Na sequência das assinaturas que oficializam a troca de poder, vestindo terno e gravata azuis com camisa branca, Lula fez o primeiro pronunciamento como novo mandatário da República. O presidente agradeceu o voto de confiança da população, defendeu a lisura das urnas eletrônicas e a "atitude corajosa" do Tribunal Superior Eleitoral contra tentativas de questionar o resultado eleitoral.
— Sob os ventos da redemocratização, dizíamos "ditadura nunca mais". Hoje, depois do terrível desafio que superamos, devemos dizer "democracia para sempre" — afirmou.
E complementou:
— Se estamos aqui é graças à consciência política da sociedade brasileira e à frente democrática que formamos. Foi a democracia a grande vitoriosa, superando a maior mobilização de recursos públicos e privados que já se viu, as mais violentas ameaças à liberdade do voto.
Em grande parte, o discurso de Lula se sustentou em críticas veladas ao antecessor, Jair Bolsonaro, e aos métodos utilizados durante a campanha — que, conforme o novo presidente, teriam utilizado de forma irregular recursos públicos com fins eleitorais e divulgação de mentiras como estratégia. Negou desejo de "revanche", mas afirmou que eventuais crimes deverão ser punidos:
— O mandato que recebemos, frente a adversários inspirados no fascismo, será defendido com os poderes que a Constituição confere à democracia. Ao ódio, responderemos com amor. À mentira, com verdade. Ao terror e à violência, responderemos com a lei e suas mais duras consequências. Não carregamos nenhum ânimo de revanche contra os que tentaram subjugar a Nação a seus desígnios pessoais e ideológicos, mas vamos garantir o primado da lei. Quem errou responderá por seus erros, com direito amplo de defesa, dentro do devido processo legal.
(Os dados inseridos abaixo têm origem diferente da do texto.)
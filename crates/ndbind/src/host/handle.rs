//! Typed, reference-counted resource handles.
//!
//! ## Purpose
//!
//! This module provides the opaque handle the host holds between calls for a
//! resource whose contents only native code understands.
//!
//! ## Design notes
//!
//! * **Kind tag**: Every handle carries a static kind string. Access names the
//!   kind it expects; a mismatch is a `TypeMismatch`, never a reinterpretation.
//! * **Single destruction**: The destructor closure runs exactly once, either on
//!   explicit `release` or when the last reference drops.
//!
//! ## Invariants
//!
//! * After release the payload is gone and every access yields `ReleasedResource`.

// External dependencies
use std::any::Any;
use std::cell::RefCell;
use std::fmt::{Debug, Formatter, Result as FmtResult};
use std::rc::Rc;
use tracing::debug;

// Internal dependencies
use crate::primitives::errors::{BindError, BindResult};

type Destructor = Box<dyn FnOnce(Box<dyn Any>)>;

struct HandleInner {
    kind: &'static str,
    payload: RefCell<Option<Box<dyn Any>>>,
    destructor: RefCell<Option<Destructor>>,
}

impl HandleInner {
    fn release(&self) -> bool {
        let Ok(mut slot) = self.payload.try_borrow_mut() else {
            return false;
        };
        let Some(payload) = slot.take() else {
            return false;
        };
        drop(slot);
        if let Some(destructor) = self.destructor.borrow_mut().take() {
            destructor(payload);
        }
        debug!(kind = self.kind, "resource released");
        true
    }
}

impl Drop for HandleInner {
    fn drop(&mut self) {
        self.release();
    }
}

// ============================================================================
// ResourceHandle
// ============================================================================

/// A shared handle to a native resource of a named kind.
#[derive(Clone)]
pub struct ResourceHandle(Rc<HandleInner>);

impl ResourceHandle {
    /// Wrap `payload`; it is dropped on release.
    pub fn new<T: Any>(kind: &'static str, payload: T) -> Self {
        Self::with_destructor(kind, payload, drop)
    }

    /// Wrap `payload` with a destructor that receives it on release.
    pub fn with_destructor<T: Any>(
        kind: &'static str,
        payload: T,
        destructor: impl FnOnce(T) + 'static,
    ) -> Self {
        let destructor: Destructor = Box::new(move |boxed: Box<dyn Any>| {
            if let Ok(value) = boxed.downcast::<T>() {
                destructor(*value);
            }
        });
        Self(Rc::new(HandleInner {
            kind,
            payload: RefCell::new(Some(Box::new(payload))),
            destructor: RefCell::new(Some(destructor)),
        }))
    }

    /// The kind tag.
    pub fn kind(&self) -> &'static str {
        self.0.kind
    }

    /// True once the payload has been released.
    pub fn is_released(&self) -> bool {
        self.0
            .payload
            .try_borrow()
            .map(|slot| slot.is_none())
            .unwrap_or(false)
    }

    /// True when both references denote the same resource.
    pub fn same_resource(&self, other: &Self) -> bool {
        Rc::ptr_eq(&self.0, &other.0)
    }

    /// Run `f` on the payload after checking its kind and liveness.
    pub fn with_payload<T: Any, R>(
        &self,
        kind: &'static str,
        f: impl FnOnce(&mut T) -> R,
    ) -> BindResult<R> {
        if self.0.kind != kind {
            return Err(BindError::TypeMismatch(format!(
                "expected a '{kind}' resource, got '{}'",
                self.0.kind
            )));
        }
        let mut slot = self
            .0
            .payload
            .try_borrow_mut()
            .map_err(|_| BindError::TypeMismatch(format!("resource '{kind}' is already in use")))?;
        let payload = slot.as_mut().ok_or(BindError::ReleasedResource(self.0.kind))?;
        let value = payload.downcast_mut::<T>().ok_or_else(|| {
            BindError::TypeMismatch(format!("resource '{kind}' holds an unexpected payload"))
        })?;
        Ok(f(value))
    }

    /// Run the destructor now. Returns `false` if it had already run.
    pub fn release(&self) -> bool {
        self.0.release()
    }
}

impl Debug for ResourceHandle {
    fn fmt(&self, f: &mut Formatter<'_>) -> FmtResult {
        f.debug_struct("ResourceHandle")
            .field("kind", &self.0.kind)
            .field("released", &self.is_released())
            .finish()
    }
}
//! Layer 6: Engine
//!
//! # Purpose
//!
//! This layer defines the seam to the numerical engine and the request
//! frame that owns adapted arguments while the engine runs.
//!
//! # Architecture
//!
//! ```text
//! Layer 7: API
//!   ↓
//! Layer 6: Engine ← You are here
//!   ↓
//! Layer 5: Resource
//!   ↓
//! Layer 4: Callback
//!   ↓
//! Layer 3: Binding
//!   ↓
//! Layer 2: Host
//!   ↓
//! Layer 1: Primitives
//! ```

/// Enumerated engine parameters.
pub mod mode;

/// The engine trait.
pub mod traits;

/// Request frames and outcome resolution.
pub mod executor;

/// Validation utilities.
pub mod validator;
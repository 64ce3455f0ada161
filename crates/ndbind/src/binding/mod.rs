//! Layer 3: Binding
//!
//! # Purpose
//!
//! This layer adapts host array arguments into descriptors the engine can
//! use, staging through temporaries when the caller's storage does not meet
//! the requested layout, and writing results back on success.
//!
//! # Architecture
//!
//! ```text
//! Layer 7: API
//!   ↓
//! Layer 6: Engine
//!   ↓
//! Layer 5: Resource
//!   ↓
//! Layer 4: Callback
//!   ↓
//! Layer 3: Binding ← You are here
//!   ↓
//! Layer 2: Host
//!   ↓
//! Layer 1: Primitives
//! ```

/// Engine-facing array descriptors.
pub mod view;

/// Adaptation and write-back.
pub mod adapt;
Sobre as elevadas mortes na pandemia em território nacional, sustentou serem fruto de um "governo negacionista" e acrescentou:
— As responsabilidades por este genocídio hão de ser apuradas e não devem ficar impunes. O que nos cabe, no momento, é prestar solidariedade aos familiares de quase 700 mil vítimas
Em relação a iniciativas do governo recém-iniciado, prometeu reconstituir a Lei de Acesso à Informação, que garante acesso público a dados oficiais, elaborar um novo Programa de Aceleração do Crescimento (PAC) diante de um cenário de 14 mil obras paradas no país, revigorar programas sociais como o Minha Casa, Minha Vida, proteger o ambiente e incluir "os trabalhadores e os mais pobres no orçamento". Se comprometeu ainda a revogar medidas aprovadas nos últimos anos que contrariariam interesses dos indígenas.
Também acenou às mulheres:
— É inadmissível que as mulheres recebam menos que os homens, realizando a mesma função. Que não sejam reconhecidas em um mundo político machista. Que sejam assediadas impunemente nas ruas e no trabalho. Que sejam vítimas da violência dentro e fora de casa.
Sobre o tema da responsabilidade fiscal, que gerou ruídos ao longo do processo de transição, confirmou que pretende acabar com o polêmico teto de gastos, que limita o desembolso de recursos públicos. Mas se comprometeu a manter um "realismo orçamentário" — segundo ele, já colocado em prática nas outras duas vezes em que tomou posse no mesmo Congresso Nacional em que discursou neste domingo.